# [Directions for this task]
From the entries below, list each line with "lowered".

Saved entries
//! Health and metrics endpoints.
//!
//! `GET /health` reports service status, uptime, request counters, and
//! whether the transcription model is loaded. `GET /api/v1/metrics` adds
//! per-endpoint statistics.

use crate::state::AppState;
use actix_web::{web, HttpResponse};
use serde_json::json;

pub async fn health_check(state: web::Data<AppState>) -> HttpResponse {
    let metrics = state.get_metrics_snapshot();
    let config = state.get_config();
    let uptime_seconds = state.get_uptime_seconds();

    let model_loaded = state.engine.is_model_loaded().await;
    let model_name = state.engine.loaded_model_name().await;

    HttpResponse::Ok().json(json!({
        "status": "healthy",
        "timestamp": chrono::Utc::now().to_rfc3339(),
        "uptime_seconds": uptime_seconds,
        "service": {
            "name": "analytics-chat-backend",
            "version": env!("CARGO_PKG_VERSION"),
            "host": config.server.host,
            "port": config.server.port
        },
        "metrics": {
            "total_requests": metrics.request_count,
            "total_errors": metrics.error_count,
            "error_rate": if metrics.request_count > 0 {
                metrics.error_count as f64 / metrics.request_count as f64
            } else {
                0.0
            }
        },
        "models": {
            "whisper": {
                "configured": config.models.whisper_model,
                "loaded": model_loaded,
                "name": model_name
            }
        }
    }))
}

pub async fn detailed_metrics(state: web::Data<AppState>) -> HttpResponse {
    let metrics = state.get_metrics_snapshot();
    let uptime_seconds = state.get_uptime_seconds();

    let mut endpoint_stats = Vec::new();
    for (endpoint, metric) in metrics.endpoint_metrics.iter() {
        endpoint_stats.push(json!({
            "endpoint": endpoint,
            "request_count": metric.request_count,
            "error_count": metric.error_count,
            "error_rate": metric.error_rate(),
            "average_duration_ms": metric.average_duration_ms(),
            "total_duration_ms": metric.total_duration_ms
        }));
    }

    HttpResponse::Ok().json(json!({
        "timestamp": chrono::Utc::now().to_rfc3339(),
        "uptime_seconds": uptime_seconds,
        "overall": {
            "total_requests": metrics.request_count,
            "total_errors": metrics.error_count,
            "error_rate": if metrics.request_count > 0 {
                metrics.error_count as f64 / metrics.request_count as f64
            } else {
                0.0
            },
            "requests_per_second": if uptime_seconds > 0 {
                metrics.request_count as f64 / uptime_seconds as f64
            } else {
                0.0
            }
        },
        "endpoints": endpoint_stats
    }))
}
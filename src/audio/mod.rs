//! # Audio Decoding Module
//!
//! Converts uploaded audio files into the sample format the transcription
//! model expects: 16 kHz, mono, 32-bit float in the range [-1.0, 1.0].
//!
//! Only WAV containers are accepted. Anything the decoder cannot parse is
//! reported as an error and never reaches the model.

pub mod decoder;

pub use decoder::decode_wav_bytes;

/// Sample rate required by the Whisper model.
pub const MODEL_SAMPLE_RATE: u32 = 16_000;
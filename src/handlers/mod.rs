pub mod chat;
pub mod multipart;
pub mod transcribe;
pub mod upload;

pub use chat::chat;
pub use transcribe::transcribe_audio;
pub use upload::upload_file;
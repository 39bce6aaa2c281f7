//! # Chat Handler
//!
//! `POST /chat`: a rule-based responder. The message is lower-cased and
//! dispatched over an explicit, ordered list of (predicate, response-builder)
//! pairs; the first matching rule wins. Messages mentioning "chart" get a
//! canned bar-chart payload, messages mentioning "table" get a canned
//! two-row table, and everything else is echoed back.
//!
//! The rule list is deliberately a slice rather than an if/else chain so
//! that the match order stays explicit when new intents are added.

use crate::error::AppResult;
use actix_web::{web, HttpResponse};
use serde::{Deserialize, Serialize};
use serde_json::{json, Value};

/// Incoming chat message.
#[derive(Debug, Clone, Deserialize)]
pub struct ChatRequest {
    pub message: String,

    /// Accepted for forward compatibility with per-session state; currently
    /// never read. Responses depend only on `message`.
    #[serde(default)]
    pub session_id: Option<String>,
}

/// Chat reply. The optional data fields serialize as JSON `null` when not
/// populated, matching the frontend contract.
#[derive(Debug, Clone, Serialize)]
pub struct ChatResponse {
    pub response: String,
    pub chart_data: Option<Value>,
    pub table_data: Option<Value>,
}

impl ChatResponse {
    fn text(response: impl Into<String>) -> Self {
        Self {
            response: response.into(),
            chart_data: None,
            table_data: None,
        }
    }
}

/// One intent rule: a predicate over the lower-cased message and a builder
/// for the canned response.
struct IntentRule {
    matches: fn(&str) -> bool,
    respond: fn(&str) -> ChatResponse,
}

/// The intent table. Order matters: the first matching rule wins, so a
/// message containing both "chart" and "table" produces the chart payload.
const INTENT_RULES: &[IntentRule] = &[
    IntentRule {
        matches: |msg| msg.contains("chart"),
        respond: |_| ChatResponse {
            response: "Here is your chart!".to_string(),
            chart_data: Some(json!({"type": "bar", "data": [1, 2, 3, 4]})),
            table_data: None,
        },
    },
    IntentRule {
        matches: |msg| msg.contains("table"),
        respond: |_| ChatResponse {
            response: "Here is your table!".to_string(),
            chart_data: None,
            table_data: Some(json!([
                {"col1": "A", "col2": 1},
                {"col1": "B", "col2": 2}
            ])),
        },
    },
];

/// Build the reply for a chat message.
///
/// Pure function of the message text; no session state is consulted, so
/// identical input always yields identical output.
pub fn respond_to(message: &str) -> ChatResponse {
    let lowered = message.to_lowercase();

    for rule in INTENT_RULES {
        if (rule.matches)(&lowered) {
            return (rule.respond)(message);
        }
    }

    ChatResponse::text(format!("You said: {}", message))
}

/// `POST /chat` handler.
pub async fn chat(request: web::Json<ChatRequest>) -> AppResult<HttpResponse> {
    let request = request.into_inner();

    tracing::debug!(
        session_id = ?request.session_id,
        message_len = request.message.len(),
        "Chat message received"
    );

    Ok(HttpResponse::Ok().json(respond_to(&request.message)))
}
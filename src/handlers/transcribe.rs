//! # Transcription Handler
//!
//! `POST /transcribe`: accepts a multipart audio file, spools it to a
//! scoped temporary file, decodes it to model-ready samples, and runs it
//! through the shared transcription engine.
//!
//! The temporary file is owned by a drop guard, so it is deleted on every
//! exit path: success, decode failure, or model error.

use crate::audio;
use crate::error::{AppError, AppResult};
use crate::handlers::multipart::collect_file_field;
use crate::state::AppState;
use actix_multipart::Multipart;
use actix_web::{web, HttpResponse};
use serde_json::json;
use std::path::{Path, PathBuf};
use tracing::{debug, warn};
use uuid::Uuid;

/// A temporary audio file that is removed when dropped.
struct TempAudioFile {
    path: PathBuf,
}

impl TempAudioFile {
    /// Write the uploaded bytes to a uniquely named file in the system
    /// temp directory.
    async fn create(bytes: &[u8]) -> AppResult<Self> {
        let path = std::env::temp_dir().join(format!("transcribe-{}.wav", Uuid::new_v4()));
        tokio::fs::write(&path, bytes).await?;
        debug!("Spooled {} bytes to {}", bytes.len(), path.display());
        Ok(Self { path })
    }

    fn path(&self) -> &Path {
        &self.path
    }
}

impl Drop for TempAudioFile {
    fn drop(&mut self) {
        if let Err(e) = std::fs::remove_file(&self.path) {
            warn!("Failed to remove temp audio file {}: {}", self.path.display(), e);
        }
    }
}

/// `POST /transcribe` handler.
pub async fn transcribe_audio(
    state: web::Data<AppState>,
    payload: Multipart,
) -> AppResult<HttpResponse> {
    let config = state.get_config();

    let file = collect_file_field(payload, "file").await?;

    if file.bytes.len() > config.limits.max_transcribe_bytes {
        return Err(AppError::ValidationError(format!(
            "Audio file too large: {} bytes (max: {} bytes)",
            file.bytes.len(),
            config.limits.max_transcribe_bytes
        )));
    }

    let temp_file = TempAudioFile::create(&file.bytes).await?;

    let wav_bytes = tokio::fs::read(temp_file.path()).await?;
    let samples = audio::decode_wav_bytes(&wav_bytes)
        .map_err(|e| AppError::Transcription(e.to_string()))?;

    let text = state
        .engine
        .transcribe(&samples)
        .await
        .map_err(|e| AppError::Transcription(e.to_string()))?;

    Ok(HttpResponse::Ok().json(json!({ "transcription": text })))
}

#[cfg(test)]
mod tests {
    use super::*;
    use crate::config::AppConfig;
    use crate::handlers::multipart::test_support::{content_type, multipart_body};
    use crate::transcription::{TranscriptionConfig, TranscriptionEngine};
    use actix_web::{test, App};
    use candle_core::Device;
    use std::sync::Arc;

    fn test_state() -> AppState {
        let engine = Arc::new(TranscriptionEngine::new(
            TranscriptionConfig::default(),
            Device::Cpu,
        ));
        AppState::new(AppConfig::default(), engine)
    }

    #[tokio::test]
    async fn test_temp_file_removed_on_drop() {
        let temp = TempAudioFile::create(b"some audio bytes").await.unwrap();
        let path = temp.path().to_path_buf();

        assert!(path.exists());
        drop(temp);
        assert!(!path.exists());
    }

    #[actix_web::test]
    async fn test_transcribe_rejects_missing_file_field() {
        let app = test::init_service(
            App::new()
                .app_data(web::Data::new(test_state()))
                .route("/transcribe", web::post().to(transcribe_audio)),
        )
        .await;

        let req = test::TestRequest::post()
            .uri("/transcribe")
            .insert_header(("content-type", content_type()))
            .set_payload(multipart_body("audio", "clip.wav", b"RIFF"))
            .to_request();
        let resp = test::call_service(&app, req).await;

        assert!(resp.status().is_client_error());
    }

    #[actix_web::test]
    async fn test_transcribe_corrupt_audio_is_a_server_error() {
        let app = test::init_service(
            App::new()
                .app_data(web::Data::new(test_state()))
                .route("/transcribe", web::post().to(transcribe_audio)),
        )
        .await;

        let req = test::TestRequest::post()
            .uri("/transcribe")
            .insert_header(("content-type", content_type()))
            .set_payload(multipart_body("file", "clip.wav", b"not a wav file at all"))
            .to_request();
        let resp = test::call_service(&app, req).await;

        assert!(resp.status().is_server_error());
    }

    #[actix_web::test]
    async fn test_transcribe_empty_file_is_a_server_error() {
        let app = test::init_service(
            App::new()
                .app_data(web::Data::new(test_state()))
                .route("/transcribe", web::post().to(transcribe_audio)),
        )
        .await;

        let req = test::TestRequest::post()
            .uri("/transcribe")
            .insert_header(("content-type", content_type()))
            .set_payload(multipart_body("file", "empty.wav", b""))
            .to_request();
        let resp = test::call_service(&app, req).await;

        assert!(resp.status().is_server_error());
    }

    #[actix_web::test]
    async fn test_transcribe_oversized_file_is_rejected() {
        let mut config = AppConfig::default();
        config.limits.max_transcribe_bytes = 16;

        let engine = Arc::new(TranscriptionEngine::new(
            TranscriptionConfig::default(),
            Device::Cpu,
        ));
        let state = AppState::new(config, engine);

        let app = test::init_service(
            App::new()
                .app_data(web::Data::new(state))
                .route("/transcribe", web::post().to(transcribe_audio)),
        )
        .await;

        let req = test::TestRequest::post()
            .uri("/transcribe")
            .insert_header(("content-type", content_type()))
            .set_payload(multipart_body("file", "big.wav", &[0u8; 64]))
            .to_request();
        let resp = test::call_service(&app, req).await;

        assert!(resp.status().is_client_error());
    }
}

# [Expected answer]
    let lowered = message.to_lowercase();
        if (rule.matches)(&lowered) {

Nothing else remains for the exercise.